Report back every line of the entries that contains "EventQueue", exactly as written.
(Extracted data)
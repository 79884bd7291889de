//! Durable append-only event queue with atomic drain.
//!
//! One line per event, `ISO8601|kind|task|file|metadata`, appended under an
//! exclusive advisory lock on a sibling lockfile. `drain()` reads and
//! truncates under the same lock, so no event is read twice and none is
//! lost short of the process being killed between read and truncate.

use anyhow::{bail, Context, Result};
use chrono::{DateTime, Utc};
use fs2::FileExt;
use std::fs::{File, OpenOptions};
use std::io::{Read, Seek, SeekFrom, Write};
use std::path::PathBuf;

use crate::validation::{validate_file_name, validate_task_name};

/// Queue event kinds.
#[derive(Debug, Clone, Copy, PartialEq, Eq)]
pub enum EventKind {
    FileReady,
    StopSignal,
    HeartbeatTrigger,
    ComplexityAssessed,
}

impl EventKind {
    pub fn as_str(&self) -> &'static str {
        match self {
            EventKind::FileReady => "file_ready",
            EventKind::StopSignal => "stop_signal",
            EventKind::HeartbeatTrigger => "heartbeat_trigger",
            EventKind::ComplexityAssessed => "complexity_assessed",
        }
    }

    pub fn parse(s: &str) -> Option<Self> {
        match s {
            "file_ready" => Some(EventKind::FileReady),
            "stop_signal" => Some(EventKind::StopSignal),
            "heartbeat_trigger" => Some(EventKind::HeartbeatTrigger),
            "complexity_assessed" => Some(EventKind::ComplexityAssessed),
            _ => None,
        }
    }
}

impl std::fmt::Display for EventKind {
    fn fmt(&self, f: &mut std::fmt::Formatter<'_>) -> std::fmt::Result {
        f.write_str(self.as_str())
    }
}

/// One queued event.
#[derive(Debug, Clone, PartialEq, Eq)]
pub struct QueueEvent {
    pub timestamp: DateTime<Utc>,
    pub kind: EventKind,
    pub task: String,
    pub file: String,
    pub metadata: String,
}

impl QueueEvent {
    fn to_line(&self) -> String {
        format!(
            "{}|{}|{}|{}|{}",
            self.timestamp.to_rfc3339(),
            self.kind,
            self.task,
            self.file,
            self.metadata
        )
    }

    fn parse_line(line: &str) -> Option<Self> {
        let mut parts = line.splitn(5, '|');
        let timestamp = DateTime::parse_from_rfc3339(parts.next()?)
            .ok()?
            .with_timezone(&Utc);
        let kind = EventKind::parse(parts.next()?)?;
        let task = parts.next()?.to_string();
        let file = parts.next()?.to_string();
        let metadata = parts.next().unwrap_or("").to_string();
        Some(Self {
            timestamp,
            kind,
            task,
            file,
            metadata,
        })
    }
}

/// Handle on the queue file pair.
#[derive(Debug, Clone)]
pub struct EventQueue {
    path: PathBuf,
    lock_path: PathBuf,
}

impl EventQueue {
    pub fn new(path: PathBuf, lock_path: PathBuf) -> Self {
        Self { path, lock_path }
    }

    /// Append one event.
    ///
    /// Task and file names are validated at this boundary so nothing
    /// traversal-shaped ever lands in the queue; metadata must not carry
    /// newlines (it would break the one-event-per-line invariant).
    pub fn write(&self, kind: EventKind, task: &str, file: &str, metadata: &str) -> Result<()> {
        validate_task_name(task)?;
        validate_file_name(file)?;
        if metadata.contains('\n') || metadata.contains('|') {
            bail!("Event metadata must not contain newlines or '|'");
        }

        let event = QueueEvent {
            timestamp: Utc::now(),
            kind,
            task: task.to_string(),
            file: file.to_string(),
            metadata: metadata.to_string(),
        };

        let _guard = self.exclusive_lock()?;
        let mut queue = OpenOptions::new()
            .append(true)
            .create(true)
            .open(&self.path)
            .with_context(|| format!("Failed to open queue: {}", self.path.display()))?;
        writeln!(queue, "{}", event.to_line())
            .with_context(|| format!("Failed to append to queue: {}", self.path.display()))?;
        Ok(())
    }

    /// Read all pending events and truncate the queue, atomically with
    /// respect to writers. Unparseable lines are skipped with a warning.
    pub fn drain(&self) -> Result<Vec<QueueEvent>> {
        let _guard = self.exclusive_lock()?;

        let mut queue = match OpenOptions::new().read(true).write(true).open(&self.path) {
            Ok(f) => f,
            Err(e) if e.kind() == std::io::ErrorKind::NotFound => return Ok(Vec::new()),
            Err(e) => {
                return Err(e)
                    .with_context(|| format!("Failed to open queue: {}", self.path.display()))
            }
        };

        let mut content = String::new();
        queue
            .read_to_string(&mut content)
            .with_context(|| format!("Failed to read queue: {}", self.path.display()))?;

        let mut events = Vec::new();
        for line in content.lines() {
            if line.trim().is_empty() {
                continue;
            }
            match QueueEvent::parse_line(line) {
                Some(event) => events.push(event),
                None => eprintln!("Skipping unparseable queue line: {line}"),
            }
        }

        queue
            .set_len(0)
            .with_context(|| format!("Failed to truncate queue: {}", self.path.display()))?;
        queue
            .seek(SeekFrom::Start(0))
            .with_context(|| format!("Failed to rewind queue: {}", self.path.display()))?;

        Ok(events)
    }

    /// Hold the sibling lockfile exclusively for the scope of the guard.
    fn exclusive_lock(&self) -> Result<File> {
        if let Some(dir) = self.lock_path.parent() {
            std::fs::create_dir_all(dir)
                .with_context(|| format!("Failed to create queue directory: {}", dir.display()))?;
        }
        let lock = OpenOptions::new()
            .write(true)
            .create(true)
            .truncate(false)
            .open(&self.lock_path)
            .with_context(|| format!("Failed to open queue lock: {}", self.lock_path.display()))?;
        lock.lock_exclusive().with_context(|| {
            format!("Failed to lock queue lock: {}", self.lock_path.display())
        })?;
        Ok(lock)
    }
}

#[cfg(test)]
mod tests {
    use super::*;
    use std::thread;
    use tempfile::TempDir;

    fn queue_in(temp: &TempDir) -> EventQueue {
        EventQueue::new(
            temp.path().join("events/queue"),
            temp.path().join("events/queue.lock"),
        )
    }

    #[test]
    fn test_write_then_drain() {
        let temp = TempDir::new().unwrap();
        let queue = queue_in(&temp);

        queue
            .write(EventKind::FileReady, "demo", "001_demo.md", "")
            .unwrap();
        queue
            .write(EventKind::StopSignal, "demo", "002_demo.md", "")
            .unwrap();

        let events = queue.drain().unwrap();
        assert_eq!(events.len(), 2);
        assert_eq!(events[0].kind, EventKind::FileReady);
        assert_eq!(events[0].task, "demo");
        assert_eq!(events[0].file, "001_demo.md");
        assert_eq!(events[1].kind, EventKind::StopSignal);

        // Drained once, never twice.
        assert!(queue.drain().unwrap().is_empty());
    }

    #[test]
    fn test_drain_missing_queue_is_empty() {
        let temp = TempDir::new().unwrap();
        let queue = queue_in(&temp);
        assert!(queue.drain().unwrap().is_empty());
    }

    #[test]
    fn test_metadata_round_trip() {
        let temp = TempDir::new().unwrap();
        let queue = queue_in(&temp);

        queue
            .write(
                EventKind::FileReady,
                "demo",
                "003_demo.md",
                "continuation:abc-1",
            )
            .unwrap();

        let events = queue.drain().unwrap();
        assert_eq!(events[0].metadata, "continuation:abc-1");
    }

    #[test]
    fn test_rejects_traversal_task_names() {
        let temp = TempDir::new().unwrap();
        let queue = queue_in(&temp);

        assert!(queue
            .write(EventKind::FileReady, "../etc", "001_x.md", "")
            .is_err());
        assert!(queue
            .write(EventKind::FileReady, "a/b", "001_x.md", "")
            .is_err());
        assert!(queue
            .write(EventKind::FileReady, "demo", "../001_x.md", "")
            .is_err());
    }

    #[test]
    fn test_rejects_newline_metadata() {
        let temp = TempDir::new().unwrap();
        let queue = queue_in(&temp);

        assert!(queue
            .write(EventKind::FileReady, "demo", "001_demo.md", "a\nb")
            .is_err());
    }

    #[test]
    fn test_skips_garbage_lines() {
        let temp = TempDir::new().unwrap();
        let queue = queue_in(&temp);

        queue
            .write(EventKind::FileReady, "demo", "001_demo.md", "")
            .unwrap();
        // Simulate a torn or foreign line.
        std::fs::OpenOptions::new()
            .append(true)
            .open(temp.path().join("events/queue"))
            .unwrap()
            .write_all(b"not|a|valid\n")
            .unwrap();

        let events = queue.drain().unwrap();
        assert_eq!(events.len(), 1);
    }

    #[test]
    fn test_concurrent_writers_lose_nothing() {
        let temp = TempDir::new().unwrap();
        let queue = queue_in(&temp);

        let handles: Vec<_> = (0..8)
            .map(|i| {
                let queue = queue.clone();
                thread::spawn(move || {
                    for j in 0..25 {
                        queue
                            .write(
                                EventKind::FileReady,
                                &format!("task-{i}"),
                                &format!("{:03}_task-{i}.md", j + 1),
                                "",
                            )
                            .unwrap();
                    }
                })
            })
            .collect();

        for handle in handles {
            handle.join().unwrap();
        }

        assert_eq!(queue.drain().unwrap().len(), 200);
    }

    #[test]
    fn test_events_drain_in_write_order() {
        let temp = TempDir::new().unwrap();
        let queue = queue_in(&temp);

        for j in 1..=5 {
            queue
                .write(EventKind::FileReady, "demo", &format!("{j:03}_demo.md"), "")
                .unwrap();
        }

        let files: Vec<String> = queue.drain().unwrap().into_iter().map(|e| e.file).collect();
        assert_eq!(
            files,
            vec![
                "001_demo.md",
                "002_demo.md",
                "003_demo.md",
                "004_demo.md",
                "005_demo.md"
            ]
        );
    }
}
(End Extracted data)
:: Finished exercise ::
pub struct EventQueue {
impl EventQueue {
    fn queue_in(temp: &TempDir) -> EventQueue {
        EventQueue::new(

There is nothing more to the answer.